» Goal of the exercise: Go through the records and give the number of lines that include "wheel", with nothing else.

» Records supplied:
---

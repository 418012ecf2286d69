//! Shared test utilities for scanshelf integration tests.
//!
//! This module provides:
//! - `TestHarness` for isolated catalogs backed by temp directories
//! - Builders for page images, PDFs and configurations

pub mod builders;
pub mod harness;

pub use builders::*;
pub use harness::TestHarness;
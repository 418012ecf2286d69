//! Database migration system.
//!
//! Tracks applied migrations in a `_migrations` table and applies
//! pending ones in order.

use rusqlite::Connection;

use super::error::DatabaseError;

/// A single migration definition.
struct Migration {
    version: u32,
    description: &'static str,
    sql: &'static str,
}

/// All migrations in order. Each is applied at most once.
const MIGRATIONS: &[Migration] = &[Migration {
    version: 1,
    description: "create_kv_store_table",
    sql: "CREATE TABLE IF NOT EXISTS kv_store (
            key TEXT PRIMARY KEY NOT NULL,
            value BLOB NOT NULL,
            updated_at TEXT NOT NULL
        );",
}];

/// Runs all pending migrations on the given connection.
pub fn run_all(conn: &Connection) -> Result<(), DatabaseError> {
    conn.execute_batch(
        "CREATE TABLE IF NOT EXISTS _migrations (
            version INTEGER PRIMARY KEY,
            description TEXT NOT NULL,
            applied_at TEXT NOT NULL DEFAULT (datetime('now'))
        );",
    )?;

    let current_version: u32 = conn.query_row(
        "SELECT COALESCE(MAX(version), 0) FROM _migrations",
        [],
        |r| r.get(0),
    )?;

    for migration in MIGRATIONS {
        if migration.version <= current_version {
            continue;
        }

        log::info!(
            "Running migration v{}: {}",
            migration.version,
            migration.description
        );

        conn.execute_batch(migration.sql)
            .map_err(|e| DatabaseError::Migration {
                version: migration.version,
                reason: e.to_string(),
            })?;

        conn.execute(
            "INSERT INTO _migrations (version, description) VALUES (?1, ?2)",
            rusqlite::params![migration.version, migration.description],
        )?;
    }

    Ok(())
}
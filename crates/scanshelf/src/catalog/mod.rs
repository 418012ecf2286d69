pub mod entry;
pub mod format;
pub mod store;
pub mod view;

pub use entry::CatalogEntry;
pub use format::{format_byte_size, format_page_count};
pub use store::{
    CatalogStore, ClearReport, ConsistencyViolation, LoadReport, ViolationKind, CATALOG_KEY,
};
pub use view::{project, SortKey};
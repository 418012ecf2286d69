pub mod assembler;
pub mod broadcast;
pub mod catalog;
pub mod config;
pub mod db;
pub mod error;
pub mod sanitize;
pub mod session;
pub mod staging;
pub mod storage;
pub mod telemetry;

pub use assembler::DocumentAssembler;
pub use broadcast::{CatalogBroadcaster, CatalogChange, CatalogEvent};
pub use catalog::{
    project, CatalogEntry, CatalogStore, ClearReport, ConsistencyViolation, LoadReport, SortKey,
};
pub use config::{load_config, Config};
pub use error::{CatalogError, ConfigError, Result, ScanshelfError, StorageError};
pub use session::DocumentSession;
pub use staging::{PageImage, StagedPage, StagingBuffer, StagingSnapshot};
pub use storage::FileResolver;
pub use telemetry::init_tracing;
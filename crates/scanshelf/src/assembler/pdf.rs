use image::{DynamicImage, GrayImage, RgbImage};
use lopdf::{dictionary, Dictionary, Document, Object, Stream};

use crate::error::CatalogError;
use crate::staging::PageImage;

/// Composes one page per image, in slice order. Each page's MediaBox equals
/// the image's pixel dimensions and the image fills the page.
pub fn compose_pdf(images: &[PageImage]) -> Result<Vec<u8>, CatalogError> {
    let _span = tracing::info_span!("assembler.compose", pages = images.len()).entered();

    if images.is_empty() {
        return Err(CatalogError::EmptyInput);
    }
    if let Some(index) = images.iter().position(|i| i.width() == 0 || i.height() == 0) {
        return Err(CatalogError::Image(format!("Page {} has an empty bitmap", index + 1)));
    }

    let mut doc = Document::with_version("1.5");
    let pages_id = doc.new_object_id();
    let mut kids: Vec<Object> = Vec::with_capacity(images.len());

    for image in images {
        let (width, height) = image.dimensions();
        let image_id = doc.add_object(Object::Stream(image_xobject(image)));

        let content = format!("q\n{} 0 0 {} 0 0 cm\n/Im1 Do\nQ\n", width, height);
        let content_id = doc.add_object(Stream::new(dictionary! {}, content.into_bytes()));

        let page_id = doc.add_object(dictionary! {
            "Type" => "Page",
            "Parent" => pages_id,
            "MediaBox" => vec![0.into(), 0.into(), (width as i64).into(), (height as i64).into()],
            "Resources" => dictionary! {
                "XObject" => dictionary! {
                    "Im1" => image_id,
                },
            },
            "Contents" => content_id,
        });
        kids.push(page_id.into());
    }

    let count = kids.len() as i64;
    doc.objects.insert(
        pages_id,
        Object::Dictionary(dictionary! {
            "Type" => "Pages",
            "Kids" => kids,
            "Count" => count,
        }),
    );

    let catalog_id = doc.add_object(dictionary! {
        "Type" => "Catalog",
        "Pages" => pages_id,
    });
    doc.trailer.set("Root", catalog_id);

    let mut buffer = Vec::new();
    doc.save_to(&mut buffer)
        .map_err(|e| CatalogError::Compose(e.to_string()))?;

    Ok(buffer)
}

fn image_xobject(image: &PageImage) -> Stream {
    let (width, height) = image.dimensions();
    let color_space = if image.is_grayscale() {
        "DeviceGray"
    } else {
        "DeviceRGB"
    };

    if let Some(jpeg) = image.jpeg_bytes() {
        return Stream::new(
            dictionary! {
                "Type" => "XObject",
                "Subtype" => "Image",
                "Width" => width as i64,
                "Height" => height as i64,
                "ColorSpace" => color_space,
                "BitsPerComponent" => 8,
                "Filter" => "DCTDecode",
            },
            jpeg.to_vec(),
        );
    }

    let samples = if image.is_grayscale() {
        image.pixels().to_luma8().into_raw()
    } else {
        image.pixels().to_rgb8().into_raw()
    };

    Stream::new(
        dictionary! {
            "Type" => "XObject",
            "Subtype" => "Image",
            "Width" => width as i64,
            "Height" => height as i64,
            "ColorSpace" => color_space,
            "BitsPerComponent" => 8,
        },
        samples,
    )
}

/// What the catalog needs to know about an existing PDF.
#[derive(Debug)]
pub struct PdfSummary {
    pub page_count: u32,
    /// MediaBox width and height of page 1, in points.
    pub first_page_size: (f64, f64),
    /// The first image drawn on page 1, when it can be decoded.
    pub first_page_image: Option<DynamicImage>,
}

/// Reads page count and a page-1 preview source from PDF bytes.
pub fn inspect_pdf(bytes: &[u8]) -> Result<PdfSummary, CatalogError> {
    let doc = Document::load_mem(bytes).map_err(|e| CatalogError::Compose(e.to_string()))?;
    let pages = doc.get_pages();

    let first_page = match pages.values().next() {
        Some(id) => *id,
        None => return Err(CatalogError::EmptyInput),
    };

    let page_dict = doc
        .get_object(first_page)
        .and_then(Object::as_dict)
        .map_err(|e| CatalogError::Compose(e.to_string()))?;

    Ok(PdfSummary {
        page_count: pages.len() as u32,
        first_page_size: media_box(&doc, page_dict).unwrap_or((612.0, 792.0)),
        first_page_image: first_image(&doc, page_dict),
    })
}

fn resolve<'a>(doc: &'a Document, object: &'a Object) -> Option<&'a Object> {
    match object {
        Object::Reference(id) => doc.get_object(*id).ok(),
        other => Some(other),
    }
}

fn as_f64(object: &Object) -> Option<f64> {
    match object {
        Object::Integer(i) => Some(*i as f64),
        Object::Real(r) => Some(*r as f64),
        _ => None,
    }
}

fn media_box(doc: &Document, page: &Dictionary) -> Option<(f64, f64)> {
    let array = resolve(doc, page.get(b"MediaBox").ok()?)?.as_array().ok()?;
    if array.len() != 4 {
        return None;
    }
    let values: Vec<f64> = array
        .iter()
        .filter_map(|o| resolve(doc, o).and_then(as_f64))
        .collect();
    if values.len() != 4 {
        return None;
    }
    Some(((values[2] - values[0]).abs(), (values[3] - values[1]).abs()))
}

fn first_image(doc: &Document, page: &Dictionary) -> Option<DynamicImage> {
    let resources = resolve(doc, page.get(b"Resources").ok()?)?.as_dict().ok()?;
    let xobjects = resolve(doc, resources.get(b"XObject").ok()?)?.as_dict().ok()?;

    xobjects.iter().find_map(|(_, object)| match resolve(doc, object)? {
        Object::Stream(stream) => decode_image_stream(stream),
        _ => None,
    })
}

fn is_name(object: Option<&Object>, expected: &[u8]) -> bool {
    matches!(object, Some(Object::Name(name)) if name.as_slice() == expected)
}

fn decode_image_stream(stream: &Stream) -> Option<DynamicImage> {
    let dict = &stream.dict;
    if !is_name(dict.get(b"Subtype").ok(), b"Image") {
        return None;
    }

    let filter = dict.get(b"Filter").ok();
    if is_name(filter, b"DCTDecode") {
        return image::load_from_memory_with_format(&stream.content, image::ImageFormat::Jpeg)
            .ok();
    }

    let width = dict.get(b"Width").ok()?.as_i64().ok()? as u32;
    let height = dict.get(b"Height").ok()?.as_i64().ok()? as u32;
    let bits = dict
        .get(b"BitsPerComponent")
        .ok()
        .and_then(|o| o.as_i64().ok())
        .unwrap_or(8);
    if bits != 8 {
        return None;
    }

    let samples = match filter {
        None => stream.content.clone(),
        Some(_) if is_name(filter, b"FlateDecode") => stream.decompressed_content().ok()?,
        Some(_) => return None,
    };

    let color_space = dict.get(b"ColorSpace").ok();
    if is_name(color_space, b"DeviceGray") {
        GrayImage::from_raw(width, height, samples).map(DynamicImage::ImageLuma8)
    } else if is_name(color_space, b"DeviceRGB") {
        RgbImage::from_raw(width, height, samples).map(DynamicImage::ImageRgb8)
    } else {
        None
    }
}
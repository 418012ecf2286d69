pub mod filesystem;

pub use filesystem::{FileResolver, PDF_EXTENSION};
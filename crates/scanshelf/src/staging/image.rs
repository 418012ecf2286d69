use std::fmt;
use std::sync::Arc;

use image::{ColorType, DynamicImage, GenericImageView, ImageFormat, RgbImage};

use crate::error::CatalogError;

/// A raw page bitmap handed over by a capture or picker source.
///
/// Cloning is cheap; the pixel buffer is shared. Baseline JPEG input keeps
/// its encoded bytes so the assembler can embed them without re-encoding.
#[derive(Clone)]
pub struct PageImage {
    pixels: Arc<DynamicImage>,
    jpeg: Option<Arc<[u8]>>,
}

impl PageImage {
    pub fn from_image(image: DynamicImage) -> Self {
        Self {
            pixels: Arc::new(image),
            jpeg: None,
        }
    }

    /// Builds a page from tightly packed 8-bit RGB samples.
    pub fn from_rgb8(width: u32, height: u32, samples: Vec<u8>) -> Result<Self, CatalogError> {
        let buffer = RgbImage::from_raw(width, height, samples).ok_or_else(|| {
            CatalogError::Image(format!(
                "RGB buffer does not match {}x{} dimensions",
                width, height
            ))
        })?;
        Ok(Self::from_image(DynamicImage::ImageRgb8(buffer)))
    }

    /// Decodes an encoded image (PNG, JPEG, ...).
    pub fn from_encoded(bytes: &[u8]) -> Result<Self, CatalogError> {
        let format = image::guess_format(bytes)
            .map_err(|e| CatalogError::Image(format!("Unrecognized image data: {}", e)))?;
        let decoded = image::load_from_memory_with_format(bytes, format)
            .map_err(|e| CatalogError::Image(format!("Failed to decode image: {}", e)))?;

        // DCTDecode embedding only maps cleanly onto gray and RGB JPEGs. The
        // decoder converts CMYK to RGB, so the stream itself has to be asked.
        let passthrough = format == ImageFormat::Jpeg
            && matches!(jpeg_components(bytes), Some(1 | 3))
            && matches!(decoded.color(), ColorType::L8 | ColorType::Rgb8);

        Ok(Self {
            pixels: Arc::new(decoded),
            jpeg: passthrough.then(|| Arc::from(bytes)),
        })
    }

    pub fn width(&self) -> u32 {
        self.pixels.width()
    }

    pub fn height(&self) -> u32 {
        self.pixels.height()
    }

    pub fn dimensions(&self) -> (u32, u32) {
        self.pixels.dimensions()
    }

    pub fn pixels(&self) -> &DynamicImage {
        &self.pixels
    }

    /// Encoded JPEG bytes, when the page came from a gray or RGB JPEG.
    pub fn jpeg_bytes(&self) -> Option<&[u8]> {
        self.jpeg.as_deref()
    }

    pub fn is_grayscale(&self) -> bool {
        matches!(self.pixels.color(), ColorType::L8 | ColorType::L16)
    }
}

/// Component count declared by the first start-of-frame segment.
fn jpeg_components(bytes: &[u8]) -> Option<u8> {
    if !bytes.starts_with(&[0xFF, 0xD8]) {
        return None;
    }

    let mut pos = 2;
    while pos + 4 <= bytes.len() {
        if bytes[pos] != 0xFF {
            return None;
        }
        let marker = bytes[pos + 1];
        match marker {
            // Fill byte before a marker.
            0xFF => {
                pos += 1;
                continue;
            }
            // Markers without a length field.
            0x01 | 0xD0..=0xD8 => {
                pos += 2;
                continue;
            }
            // Start of scan or end of image before any frame header.
            0xD9 | 0xDA => return None,
            // SOF0..SOF15, minus DHT, JPG and DAC.
            0xC0..=0xCF if !matches!(marker, 0xC4 | 0xC8 | 0xCC) => {
                return bytes.get(pos + 9).copied();
            }
            _ => {}
        }
        let length = u16::from_be_bytes([bytes[pos + 2], bytes[pos + 3]]) as usize;
        pos += 2 + length;
    }
    None
}

impl From<DynamicImage> for PageImage {
    fn from(image: DynamicImage) -> Self {
        Self::from_image(image)
    }
}

impl fmt::Debug for PageImage {
    fn fmt(&self, f: &mut fmt::Formatter<'_>) -> fmt::Result {
        f.debug_struct("PageImage")
            .field("width", &self.width())
            .field("height", &self.height())
            .field("jpeg", &self.jpeg.is_some())
            .finish()
    }
}
//! Seams between the motion core and whatever hosts it.

/// Reflects the wheel angle (radians, unbounded) visually.
pub trait RenderSink {
    fn render(&mut self, angle: f64);
}

/// Plays one percussive click. Implementations drop the click silently when
/// audio is unavailable.
pub trait AudioSink {
    fn click(&mut self);
}

/// Identifies one requested frame so a stale callback can be recognised.
#[derive(Clone, Copy, Debug, PartialEq, Eq, Hash)]
pub struct FrameHandle(pub i32);

/// Display-aligned frame timer. The host calls back into the wheel with the
/// handle returned here and the frame timestamp in milliseconds.
pub trait FrameScheduler {
    fn request_frame(&mut self) -> FrameHandle;
    fn cancel_frame(&mut self, handle: FrameHandle);
}
use crate::core::RenderSink;
use web_sys as web;

/// Shows the wheel angle as a CSS rotation on the wheel element.
pub struct CssRotation {
    element: web::HtmlElement,
}

impl CssRotation {
    pub fn new(element: web::HtmlElement) -> Self {
        Self { element }
    }
}

impl RenderSink for CssRotation {
    fn render(&mut self, angle: f64) {
        let transform = format!("rotate({}rad)", angle);
        if let Err(e) = self.element.style().set_property("transform", &transform) {
            log::warn!("[render] transform error: {:?}", e);
        }
    }
}
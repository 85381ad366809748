pub mod pointer;

pub use pointer::{wire_pointer_handlers, PointerWiring};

---

» Answer to the exercise: 3